Petition: Apple recall and replace defective Macbook Pro keyboard design - jgale
https://www.change.org/p/apple-apple-recall-macbook-pro-w-defective-keyboard-replace-with-different-working-keyboard
======
always_good
My 2017 Macbook Pro is five months old and the A, D, R, and T keys will lift
right off with my fingers as I type.

I looked at them with a magnifying glass. The C-clamps that hold them in
aren't broken. They just are stretched an extra micronanometer such that they
don't hold the spoke anymore. It alone wastes a bunch of my time every minute
as I have to fix the keys as I type a line of code, but the anger it provokes
is even more distracting.

If I could go back in time five month ago, I would've simply bought a Macbook
Air which still has the older keyboard. My previous computer was a 2014
Macbook Air and it's the best computer I've used. The battery lasted longer as
well.

Another surprising quirk of the Macbook Pro is how hot it gets.
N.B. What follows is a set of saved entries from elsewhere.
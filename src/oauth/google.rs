use async_trait::async_trait;
use serde::Deserialize;
use thiserror::Error;
use time::{Date, Month};
use tracing::{info, warn};

// [business] Profile fields returned by Google's userinfo endpoint
#[derive(Debug, Clone, Default, PartialEq, Eq, Deserialize)]
pub struct GoogleProfile {
    pub sub: Option<String>,
    pub email: Option<String>,
    pub email_verified: Option<bool>,
    pub name: Option<String>,
    pub given_name: Option<String>,
    pub family_name: Option<String>,
}

#[derive(Debug, Error)]
pub enum GoogleError {
    #[error("access token rejected by Google (status {0})")]
    Rejected(u16),
    #[error("Google API unavailable: {0}")]
    Unavailable(#[from] reqwest::Error),
}

/// Identity lookups for a Google OAuth access token.
#[async_trait]
pub trait GoogleIdentity: Send + Sync {
    async fn user_profile(&self, access_token: &str) -> Result<GoogleProfile, GoogleError>;

    /// Birth date from the People API; `None` when missing, partial or unavailable.
    async fn birth_date(&self, access_token: &str) -> Option<Date>;
}

pub struct GoogleClient {
    http: reqwest::Client,
    userinfo_url: String,
    people_url: String,
}

impl GoogleClient {
    pub fn new(userinfo_url: String, people_url: String) -> Self {
        Self {
            http: reqwest::Client::new(),
            userinfo_url,
            people_url,
        }
    }
}

#[async_trait]
impl GoogleIdentity for GoogleClient {
    async fn user_profile(&self, access_token: &str) -> Result<GoogleProfile, GoogleError> {
        let response = self
            .http
            .get(&self.userinfo_url)
            .bearer_auth(access_token)
            .send()
            .await?;

        let status = response.status();
        if !status.is_success() {
            warn!("Google userinfo rejected access token: {}", status);
            return Err(GoogleError::Rejected(status.as_u16()));
        }

        Ok(response.json::<GoogleProfile>().await?)
    }

    async fn birth_date(&self, access_token: &str) -> Option<Date> {
        let response = match self
            .http
            .get(&self.people_url)
            .bearer_auth(access_token)
            .send()
            .await
        {
            Ok(response) if response.status().is_success() => response,
            Ok(response) => {
                info!("Google People API returned {}", response.status());
                return None;
            }
            Err(e) => {
                warn!("Google People API request failed: {}", e);
                return None;
            }
        };

        let people = response.json::<PeopleResponse>().await.ok()?;
        pick_birth_date(&people)
    }
}

#[derive(Debug, Default, Deserialize)]
struct PeopleResponse {
    #[serde(default)]
    birthdays: Vec<Birthday>,
}

#[derive(Debug, Deserialize)]
struct Birthday {
    #[serde(default)]
    metadata: BirthdayMetadata,
    date: Option<BirthdayDate>,
}

#[derive(Debug, Default, Deserialize)]
struct BirthdayMetadata {
    #[serde(default)]
    primary: bool,
}

#[derive(Debug, Deserialize)]
struct BirthdayDate {
    year: Option<i32>,
    month: Option<u8>,
    day: Option<u8>,
}

// Primary entry first; entries without a year cannot prove an age
fn pick_birth_date(people: &PeopleResponse) -> Option<Date> {
    let complete = |b: &Birthday| {
        let date = b.date.as_ref()?;
        let month = Month::try_from(date.month?).ok()?;
        Date::from_calendar_date(date.year?, month, date.day?).ok()
    };

    people
        .birthdays
        .iter()
        .filter(|b| b.metadata.primary)
        .chain(people.birthdays.iter().filter(|b| !b.metadata.primary))
        .find_map(complete)
}

#[cfg(test)]
mod tests {
    use super::*;
    use serde_json::json;
    use time::macros::date;
    use wiremock::matchers::{header, method, path};
    use wiremock::{Mock, MockServer, ResponseTemplate};

    fn parse(json: &str) -> PeopleResponse {
        serde_json::from_str(json).unwrap()
    }

    #[test]
    fn test_prefers_primary_complete_birthday() {
        let people = parse(
            r#"{"birthdays": [
                {"metadata": {"primary": false}, "date": {"year": 1980, "month": 1, "day": 2}},
                {"metadata": {"primary": true}, "date": {"year": 1995, "month": 6, "day": 15}}
            ]}"#,
        );
        assert_eq!(pick_birth_date(&people), Some(date!(1995 - 06 - 15)));
    }

    #[test]
    fn test_skips_partial_birthdays() {
        let people = parse(
            r#"{"birthdays": [
                {"metadata": {"primary": true}, "date": {"month": 6, "day": 15}},
                {"date": {"year": 2001, "month": 2, "day": 28}}
            ]}"#,
        );
        assert_eq!(pick_birth_date(&people), Some(date!(2001 - 02 - 28)));
    }

    #[test]
    fn test_no_usable_birthday() {
        assert_eq!(pick_birth_date(&parse("{}")), None);
        assert_eq!(
            pick_birth_date(&parse(r#"{"birthdays": [{"date": {"year": 2001, "month": 2, "day": 30}}]}"#)),
            None
        );
    }

    fn client(server: &MockServer) -> GoogleClient {
        GoogleClient::new(
            format!("{}/oauth2/v3/userinfo", server.uri()),
            format!("{}/v1/people/me", server.uri()),
        )
    }

    #[tokio::test]
    async fn test_userinfo_success_sends_bearer_token() {
        let server = MockServer::start().await;
        Mock::given(method("GET"))
            .and(path("/oauth2/v3/userinfo"))
            .and(header("authorization", "Bearer ya29.valid"))
            .respond_with(ResponseTemplate::new(200).set_body_json(json!({
                "sub": "1090",
                "email": "ines@gmail.com",
                "given_name": "Inès"
            })))
            .expect(1)
            .mount(&server)
            .await;

        let profile = client(&server).user_profile("ya29.valid").await.unwrap();
        assert_eq!(profile.email.as_deref(), Some("ines@gmail.com"));
        assert_eq!(profile.given_name.as_deref(), Some("Inès"));
    }

    #[tokio::test]
    async fn test_userinfo_rejection_keeps_status() {
        let server = MockServer::start().await;
        Mock::given(method("GET"))
            .and(path("/oauth2/v3/userinfo"))
            .respond_with(ResponseTemplate::new(401).set_body_json(json!({"error": "invalid_token"})))
            .mount(&server)
            .await;

        let result = client(&server).user_profile("expired").await;
        assert!(matches!(result, Err(GoogleError::Rejected(401))));
    }

    #[tokio::test]
    async fn test_userinfo_unreadable_body_is_unavailable() {
        let server = MockServer::start().await;
        Mock::given(method("GET"))
            .and(path("/oauth2/v3/userinfo"))
            .respond_with(ResponseTemplate::new(200).set_body_string("<html>maintenance</html>"))
            .mount(&server)
            .await;

        let result = client(&server).user_profile("ya29.valid").await;
        assert!(matches!(result, Err(GoogleError::Unavailable(_))));
    }

    #[tokio::test]
    async fn test_unreachable_google() {
        // Nothing listens on a port that was just released
        let port = std::net::TcpListener::bind("127.0.0.1:0")
            .and_then(|listener| listener.local_addr())
            .map(|addr| addr.port())
            .unwrap();
        let google = GoogleClient::new(
            format!("http://127.0.0.1:{}/oauth2/v3/userinfo", port),
            format!("http://127.0.0.1:{}/v1/people/me", port),
        );

        assert!(matches!(
            google.user_profile("ya29.valid").await,
            Err(GoogleError::Unavailable(_))
        ));
        assert_eq!(google.birth_date("ya29.valid").await, None);
    }

    #[tokio::test]
    async fn test_people_birth_date() {
        let server = MockServer::start().await;
        Mock::given(method("GET"))
            .and(path("/v1/people/me"))
            .and(header("authorization", "Bearer ya29.valid"))
            .respond_with(ResponseTemplate::new(200).set_body_json(json!({
                "birthdays": [
                    {"metadata": {"primary": true}, "date": {"year": 1996, "month": 4, "day": 9}}
                ]
            })))
            .mount(&server)
            .await;

        assert_eq!(client(&server).birth_date("ya29.valid").await, Some(date!(1996 - 04 - 09)));
    }

    #[tokio::test]
    async fn test_people_failures_mean_no_birth_date() {
        let server = MockServer::start().await;
        Mock::given(method("GET"))
            .and(path("/v1/people/me"))
            .and(header("authorization", "Bearer ya29.denied"))
            .respond_with(ResponseTemplate::new(403))
            .mount(&server)
            .await;
        Mock::given(method("GET"))
            .and(path("/v1/people/me"))
            .and(header("authorization", "Bearer ya29.garbled"))
            .respond_with(ResponseTemplate::new(200).set_body_string("not json"))
            .mount(&server)
            .await;

        let google = client(&server);
        assert_eq!(google.birth_date("ya29.denied").await, None);
        assert_eq!(google.birth_date("ya29.garbled").await, None);
    }

    #[test]
    fn test_profile_tolerates_missing_fields() {
        let profile: GoogleProfile = serde_json::from_str(r#"{"sub": "123"}"#).unwrap();
        assert_eq!(profile.email, None);
        assert_eq!(profile.sub.as_deref(), Some("123"));
    }
}
use serde_json::Value;
use time::{Date, OffsetDateTime};

use super::error::FieldErrors;
use super::user::DATE_FORMAT;

pub const USERNAME_MAX_LENGTH: usize = 150;
pub const EMAIL_MAX_LENGTH: usize = 254;
pub const NAME_MAX_LENGTH: usize = 150;
pub const HEIGHT_RANGE: std::ops::RangeInclusive<i32> = 1..=300;
pub const WEIGHT_RANGE: std::ops::RangeInclusive<i32> = 1..=500;

// [business] Characters allowed in a username besides letters and digits
pub const USERNAME_EXTRA_CHARS: &[char] = &['@', '.', '+', '-', '_'];

pub fn is_username_char(c: char) -> bool {
    c.is_alphanumeric() || USERNAME_EXTRA_CHARS.contains(&c)
}

pub fn check_username(username: &str, errors: &mut FieldErrors) {
    if username.is_empty() {
        errors.add("username", "This field may not be blank.");
    } else if username.chars().count() > USERNAME_MAX_LENGTH {
        errors.add(
            "username",
            format!("Ensure this field has no more than {} characters.", USERNAME_MAX_LENGTH),
        );
    } else if !username.chars().all(is_username_char) {
        errors.add(
            "username",
            "Enter a valid username. This value may contain only letters, numbers, and @/./+/-/_ characters.",
        );
    }
}

// [business] Shape check only - deliverability is proven by the reset email
pub fn check_email(email: &str, errors: &mut FieldErrors) {
    let email = email.trim();
    if email.is_empty() {
        errors.add("email", "This field may not be blank.");
        return;
    }
    if email.chars().count() > EMAIL_MAX_LENGTH {
        errors.add(
            "email",
            format!("Ensure this field has no more than {} characters.", EMAIL_MAX_LENGTH),
        );
        return;
    }

    let valid = match email.rsplit_once('@') {
        Some((local, domain)) => {
            !local.is_empty()
                && !domain.is_empty()
                && domain.contains('.')
                && !domain.starts_with('.')
                && !domain.ends_with('.')
                && !email.chars().any(char::is_whitespace)
        }
        None => false,
    };
    if !valid {
        errors.add("email", "Enter a valid email address.");
    }
}

pub fn check_name(field: &str, value: &str, errors: &mut FieldErrors) {
    if value.chars().count() > NAME_MAX_LENGTH {
        errors.add(
            field,
            format!("Ensure this field has no more than {} characters.", NAME_MAX_LENGTH),
        );
    }
}

pub fn check_measure(
    field: &str,
    value: i64,
    range: std::ops::RangeInclusive<i32>,
    errors: &mut FieldErrors,
) -> Option<i32> {
    if value < i64::from(*range.start()) {
        errors.add(
            field,
            format!("Ensure this value is greater than or equal to {}.", range.start()),
        );
        return None;
    }
    if value > i64::from(*range.end()) {
        errors.add(
            field,
            format!("Ensure this value is less than or equal to {}.", range.end()),
        );
        return None;
    }
    i32::try_from(value).ok()
}

// [business] Whole numbers as JSON numbers or strings ("178", 178.0), then the range check
pub fn parse_measure(
    field: &str,
    raw: &Value,
    range: std::ops::RangeInclusive<i32>,
    errors: &mut FieldErrors,
) -> Option<i32> {
    let number = match raw {
        Value::Null => {
            errors.add(field, "This field may not be null.");
            return None;
        }
        Value::Number(n) => n.as_i64().or_else(|| {
            // [rust] `as` saturates, so huge integral floats still fail the range check
            n.as_f64().filter(|f| f.fract() == 0.0).map(|f| f as i64)
        }),
        Value::String(s) => parse_integer_text(s),
        _ => None,
    };

    match number {
        Some(number) => check_measure(field, number, range, errors),
        None => {
            errors.add(field, "A valid integer is required.");
            None
        }
    }
}

// "178", " 178 ", "178.00"; anything with a non-zero fraction is rejected
fn parse_integer_text(text: &str) -> Option<i64> {
    let text = text.trim();
    let digits = match text.split_once('.') {
        Some((whole, fraction)) if fraction.chars().all(|c| c == '0') => whole,
        Some(_) => return None,
        None => text,
    };

    let unsigned = digits.strip_prefix(|c| c == '-' || c == '+').unwrap_or(digits);
    if unsigned.is_empty() || !unsigned.chars().all(|c| c.is_ascii_digit()) {
        return None;
    }
    digits
        .parse::<i64>()
        .ok()
        .or_else(|| digits.parse::<f64>().ok().map(|f| f as i64))
}

// [business] Parse YYYY-MM-DD and enforce the minimum age
pub fn parse_date_of_birth(
    raw: &str,
    min_age: u8,
    today: Date,
    errors: &mut FieldErrors,
) -> Option<Date> {
    let Ok(date) = Date::parse(raw.trim(), DATE_FORMAT) else {
        errors.add(
            "date_of_birth",
            "Date has wrong format. Use one of these formats instead: YYYY-MM-DD.",
        );
        return None;
    };

    if date > today {
        errors.add("date_of_birth", "Date of birth cannot be in the future.");
        return None;
    }
    if age_on(date, today) < i32::from(min_age) {
        errors.add(
            "date_of_birth",
            format!("You must be at least {} years old.", min_age),
        );
        return None;
    }
    Some(date)
}

// Whole years elapsed, birthdays counted on the day itself
pub fn age_on(birth: Date, today: Date) -> i32 {
    let mut age = today.year() - birth.year();
    if (today.month() as u8, today.day()) < (birth.month() as u8, birth.day()) {
        age -= 1;
    }
    age
}

pub fn today() -> Date {
    OffsetDateTime::now_utc().date()
}

pub fn parse_choice<T>(field: &str, raw: &str, errors: &mut FieldErrors) -> Option<T>
where
    T: std::str::FromStr<Err = String>,
{
    match raw.parse::<T>() {
        Ok(value) => Some(value),
        Err(message) => {
            errors.add(field, message);
            None
        }
    }
}

#[cfg(test)]
mod tests {
    use super::*;
    use crate::accounts::user::FitnessLevel;
    use serde_json::json;
    use time::macros::date;

    #[test]
    fn test_username_rules() {
        let mut errors = FieldErrors::new();
        check_username("lea.m+fit@home_1-2", &mut errors);
        assert!(errors.is_empty());

        check_username("léa martin", &mut errors);
        assert_eq!(errors.get("username").unwrap().len(), 1);

        let mut errors = FieldErrors::new();
        check_username(&"a".repeat(151), &mut errors);
        assert!(errors.get("username").unwrap()[0].contains("no more than 150"));
    }

    #[test]
    fn test_email_shape() {
        for good in ["lea@example.com", " Lea@Example.COM ", "a+b@sub.example.fr"] {
            let mut errors = FieldErrors::new();
            check_email(good, &mut errors);
            assert!(errors.is_empty(), "{} should be accepted", good);
        }
        for bad in ["", "lea", "lea@", "@example.com", "lea@example", "le a@example.com"] {
            let mut errors = FieldErrors::new();
            check_email(bad, &mut errors);
            assert!(!errors.is_empty(), "{} should be rejected", bad);
        }
    }

    #[test]
    fn test_measures() {
        let mut errors = FieldErrors::new();
        check_measure("height", 0, HEIGHT_RANGE, &mut errors);
        check_measure("weight", 501, WEIGHT_RANGE, &mut errors);
        check_measure("weight", 250, WEIGHT_RANGE, &mut errors);
        assert_eq!(
            errors.get("height").unwrap(),
            ["Ensure this value is greater than or equal to 1."]
        );
        assert_eq!(
            errors.get("weight").unwrap(),
            ["Ensure this value is less than or equal to 500."]
        );
    }

    #[test]
    fn test_measure_accepts_integer_text() {
        let mut errors = FieldErrors::new();
        assert_eq!(parse_measure("height", &json!(178), HEIGHT_RANGE, &mut errors), Some(178));
        assert_eq!(parse_measure("height", &json!("178"), HEIGHT_RANGE, &mut errors), Some(178));
        assert_eq!(parse_measure("height", &json!(" 72.0 "), HEIGHT_RANGE, &mut errors), Some(72));
        assert_eq!(parse_measure("weight", &json!(68.0), WEIGHT_RANGE, &mut errors), Some(68));
        assert!(errors.is_empty());
    }

    #[test]
    fn test_measure_type_errors_are_field_errors() {
        let mut errors = FieldErrors::new();
        assert_eq!(parse_measure("height", &json!(178.5), HEIGHT_RANGE, &mut errors), None);
        assert_eq!(parse_measure("height", &json!("tall"), HEIGHT_RANGE, &mut errors), None);
        assert_eq!(parse_measure("height", &json!([178]), HEIGHT_RANGE, &mut errors), None);
        assert_eq!(
            errors.get("height").unwrap(),
            ["A valid integer is required.", "A valid integer is required.", "A valid integer is required."]
        );

        assert_eq!(parse_measure("weight", &Value::Null, WEIGHT_RANGE, &mut errors), None);
        assert_eq!(parse_measure("weight", &json!(99999999999u64), WEIGHT_RANGE, &mut errors), None);
        assert_eq!(
            parse_measure("weight", &json!("99999999999999999999999"), WEIGHT_RANGE, &mut errors),
            None
        );
        assert_eq!(
            errors.get("weight").unwrap(),
            [
                "This field may not be null.",
                "Ensure this value is less than or equal to 500.",
                "Ensure this value is less than or equal to 500."
            ]
        );
    }

    #[test]
    fn test_age_on_birthday_boundary() {
        assert_eq!(age_on(date!(2012 - 10 - 16), date!(2025 - 10 - 16)), 13);
        assert_eq!(age_on(date!(2012 - 10 - 17), date!(2025 - 10 - 16)), 12);
        assert_eq!(age_on(date!(2012 - 02 - 29), date!(2025 - 02 - 28)), 12);
    }

    #[test]
    fn test_date_of_birth() {
        let today = date!(2025 - 10 - 16);

        let mut errors = FieldErrors::new();
        assert_eq!(
            parse_date_of_birth("1990-05-01", 13, today, &mut errors),
            Some(date!(1990 - 05 - 01))
        );
        assert!(errors.is_empty());

        assert_eq!(parse_date_of_birth("01/05/1990", 13, today, &mut errors), None);
        assert_eq!(parse_date_of_birth("2030-01-01", 13, today, &mut errors), None);
        assert_eq!(parse_date_of_birth("2015-01-01", 13, today, &mut errors), None);
        let messages = errors.get("date_of_birth").unwrap();
        assert_eq!(messages.len(), 3);
        assert_eq!(messages[1], "Date of birth cannot be in the future.");
        assert_eq!(messages[2], "You must be at least 13 years old.");
    }

    #[test]
    fn test_parse_choice() {
        let mut errors = FieldErrors::new();
        let level: Option<FitnessLevel> = parse_choice("fitness_level", "intermediate", &mut errors);
        assert_eq!(level, Some(FitnessLevel::Intermediate));

        let level: Option<FitnessLevel> = parse_choice("fitness_level", "pro", &mut errors);
        assert_eq!(level, None);
        assert_eq!(
            errors.get("fitness_level").unwrap(),
            ["\"pro\" is not a valid choice."]
        );
    }
}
I can't watch
Netflix with it perched on my belly in bed like I did for three years with my
Air.

It's comical how much I hate this computer. If I wasn't roughing it on minimal
expenses in Mexico, I'd sell it and get a new Air. I'm glad I didn't sell my
old Air because I guarantee inside of three months I'll be using it over this
MBP. It just needs a new battery but there aren't any Apple stores here.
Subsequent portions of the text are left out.